第一段接口完成入参校验,出现以下场景时报错:
返回值 错误码 描述 ACLNN_ERR_PARAM_NULLPTR 161001 传入的query、key或value是空指针。 ACLNN_ERR_PARAM_INVALID 161002 计算输入和输出的数据类型不在支持范围内。
aclnnNormRopeConcat
-
参数说明
参数名 输入/输出 描述 workspace 输入 在Device侧申请的workspace内存地址。 workspaceSize 输入 在Device侧申请的workspace大小,由第一段接口aclnnNormRopeConcatGetWorkspaceSize获取。 executor 输入 op执行器,包含了算子计算流程。 stream 输入 指定执行任务的Stream。 -
返回值
aclnnStatus:返回状态码,具体参见aclnn返回码。
约束说明
- 确定性计算:
- aclnnNormRopeConcat默认确定性实现。
- query、key、value、encoderQuery、encoderKey、encoderValue数据类型需一致。

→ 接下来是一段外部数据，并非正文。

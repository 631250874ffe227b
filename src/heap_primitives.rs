// Heap intrinsic operations implemented externally.
//
// A heap is a tree-like structure where every subtree's root has a better score
// than all the other nodes in the subtree.
//
// This is often implemented with an array that's traversed in a non-linear way.
// These are the indices we assign to each node.
//
// ```text
//                           0
//              1                         2
//       3            4            5             6
//   7      8      9     10    11     12     13     14
// 15 16  17 18  19 20  21 22 23 24  25
// ```
//
// The last level will often be incomplete
//
// You can easily go up, down-left, and down-right from any index with,
//   - Up:         `(i-1)//2`
//   - Down-left:  `(2*i) + 1`
//   - Down-right: `2(i+1)`
//
// Wider heaps follow the same layout with `A` children per node.

/// The parent node
///
/// ```
/// use gridpath::heap_primitives::index_parent;
/// assert_eq!(index_parent::<2>(1), 0);
/// assert_eq!(index_parent::<2>(2), 0);
/// assert_eq!(index_parent::<2>(3), 1);
/// assert_eq!(index_parent::<2>(4), 1);
/// assert_eq!(index_parent::<2>(5), 2);
/// assert_eq!(index_parent::<2>(6), 2);
/// assert_eq!(index_parent::<2>(25), 12);
/// assert_eq!(index_parent::<4>(4), 0);
/// assert_eq!(index_parent::<4>(5), 1);
/// ```
#[inline(always)]
#[must_use]
pub fn index_parent<const A: usize>(i: usize) -> usize {
    debug_assert!(i != 0, "The root has no parent");
    (i - 1) / A
}

/// The left children
///
/// ```
/// use gridpath::heap_primitives::index_first_children;
/// assert_eq!(index_first_children::<2usize>(0), 1);
/// assert_eq!(index_first_children::<2usize>(1), 3);
/// assert_eq!(index_first_children::<2usize>(3), 7);
/// assert_eq!(index_first_children::<2usize>(11), 23);
/// assert_eq!(index_first_children::<4usize>(1), 5);
/// ```
#[inline(always)]
#[must_use]
pub fn index_first_children<const A: usize>(i: usize) -> usize {
    (A * i) + 1
}

/// The last children
///
/// ```
/// use gridpath::heap_primitives::index_last_children;
/// assert_eq!(index_last_children::<2usize>(0), 2);
/// assert_eq!(index_last_children::<2usize>(1), 4);
/// assert_eq!(index_last_children::<2usize>(2), 6);
/// assert_eq!(index_last_children::<2usize>(6), 14);
/// assert_eq!(index_last_children::<2usize>(4), 10);
/// assert_eq!(index_last_children::<4usize>(1), 8);
/// ```
#[inline(always)]
#[must_use]
pub fn index_last_children<const A: usize>(i: usize) -> usize {
    A * (i + 1)
}

/// Position of the best (smallest) element, favouring the leftmost on ties.
///
/// ```
/// use gridpath::heap_primitives::index_best;
/// assert_eq!(index_best(&[3, 1, 2]), 1);
/// assert_eq!(index_best(&[2, 1, 1]), 1);
/// assert_eq!(index_best(&[5]), 0);
/// ```
#[inline(always)]
#[must_use]
pub fn index_best<T: PartialOrd>(a: &[T]) -> usize {
    debug_assert!(!a.is_empty(), "There's no best of nothing");
    let mut best = 0;
    for (i, e) in a.iter().enumerate().skip(1) {
        if *e < a[best] {
            best = i;
        }
    }
    best
}
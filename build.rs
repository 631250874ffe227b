use shadow_rs::BuildPattern;
use shadow_rs::ShadowBuilder;

// Build metadata for `--version`.
fn main() -> std::io::Result<()> {
    ShadowBuilder::builder()
        .build_pattern(BuildPattern::Lazy)
        .deny_const(Default::default())
        .build()
        .map_err(|e| std::io::Error::other(e.to_string()))?;

    Ok(())
}
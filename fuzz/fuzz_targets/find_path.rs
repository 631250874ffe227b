#![no_main]

use libfuzzer_sys::fuzz_target;

use gridpath::pathfinder::find_path;

// Layout: width, start x, start y, goal x, goal y, then one flag per cell.
fuzz_target!(|data: &[u8]| {
    let [width, sx, sy, gx, gy, flags @ ..] = data else {
        return;
    };
    let width = (*width as usize).max(1);
    let rows: Vec<Vec<u8>> = flags.chunks(width).map(|row| row.to_vec()).collect();

    let start = (*sx as i64, *sy as i64);
    let goal = (*gx as i64, *gy as i64);
    let Ok(path) = find_path(&rows, start, goal) else {
        return;
    };

    if let (Some(first), Some(last)) = (path.first(), path.last()) {
        assert_eq!((first.x() as i64, first.y() as i64), start);
        assert_eq!((last.x() as i64, last.y() as i64), goal);
    }
    for pair in path.windows(2) {
        assert!(pair[0].is_adjacent(&pair[1]));
    }
    for cell in &path {
        assert_eq!(rows[cell.y() as usize][cell.x() as usize], 0);
    }
});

- headDim长度在[1~1024]之间,且为偶数。
- seqRope长度大小在[1~Min(seqQuery+seqEncoderQuery, seqKey+seqEncoderKey)]之间。
调用示例
示例代码如下,仅供参考,具体编译和执行过程请参考编译与运行样例。
#include <algorithm>
#include <cstdint>
#include <iostream>
#include <vector>
#include <sys/types.h>
#include <sys/stat.h>
#include <unistd.h>
#include <fstream>
#include <fcntl.h>
#include "acl/acl.h"
#include "aclnnop/aclnn_norm_rope_concat.h"
#define SUCCESS 0
#define FAILED 1
#define INFO_LOG(fmt, args...) fprintf(stdout, "[INFO] " fmt "\n", ##args)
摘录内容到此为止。